===== Exercise input =====

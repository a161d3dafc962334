use pat_diagnostics::{Diagnostic, Location, Stage};
use thiserror::Error;

#[derive(Debug, Error, Clone, PartialEq)]
pub enum Error {
    #[error("M0001: unknown directive `#{name}` at {location}")]
    UnknownDirective { name: String, location: Location },
    #[error("M0002: could not resolve include `{path}` at {location}: {reason}")]
    IncludeNotFound { path: String, location: Location, reason: String },
    #[error("M0003: pragma `{key}` rejected value `{value}` at {location}")]
    PragmaFailed { key: String, value: String, location: Location },
    #[error("M0004: {message}")]
    UserError { message: String, location: Location },
}

impl Error {
    pub fn location(&self) -> Location {
        match self {
            Error::UnknownDirective { location, .. }
            | Error::IncludeNotFound { location, .. }
            | Error::PragmaFailed { location, .. }
            | Error::UserError { location, .. } => *location,
        }
    }

    pub fn code(&self) -> u16 {
        match self {
            Error::UnknownDirective { .. } => 1,
            Error::IncludeNotFound { .. } => 2,
            Error::PragmaFailed { .. } => 3,
            Error::UserError { .. } => 4,
        }
    }

    pub fn into_diagnostic(self) -> Diagnostic {
        let location = self.location();
        let code = self.code();
        Diagnostic::new(Stage::Preprocessor, code, title(code), self.to_string(), location)
    }
}

fn title(code: u16) -> &'static str {
    match code {
        1 => "unknown directive",
        2 => "include not found",
        3 => "pragma rejected",
        4 => "user error",
        _ => "preprocessor error",
    }
}

pub fn lexer_diagnostic(err: pat_lexer::Error) -> Diagnostic {
    Diagnostic::new(Stage::Lexer, err.code(), lexer_title(&err), err.to_string(), err.location())
}

fn lexer_title(err: &pat_lexer::Error) -> &'static str {
    match err {
        pat_lexer::Error::InvalidCharacterLiteral { .. } => "invalid character literal",
        pat_lexer::Error::InvalidStringLiteral { .. } => "invalid string literal",
        pat_lexer::Error::InvalidIntegerLiteral { .. } => "invalid integer literal",
        pat_lexer::Error::UnknownSequence { .. } => "unknown token sequence",
    }
}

=====

Lines in the data that hold "Stage" must be located and copied.

Task answer.
use pat_diagnostics::{Diagnostic, Location, Stage};
        Diagnostic::new(Stage::Preprocessor, code, title(code), self.to_string(), location)
    Diagnostic::new(Stage::Lexer, err.code(), lexer_title(&err), err.to_string(), err.location())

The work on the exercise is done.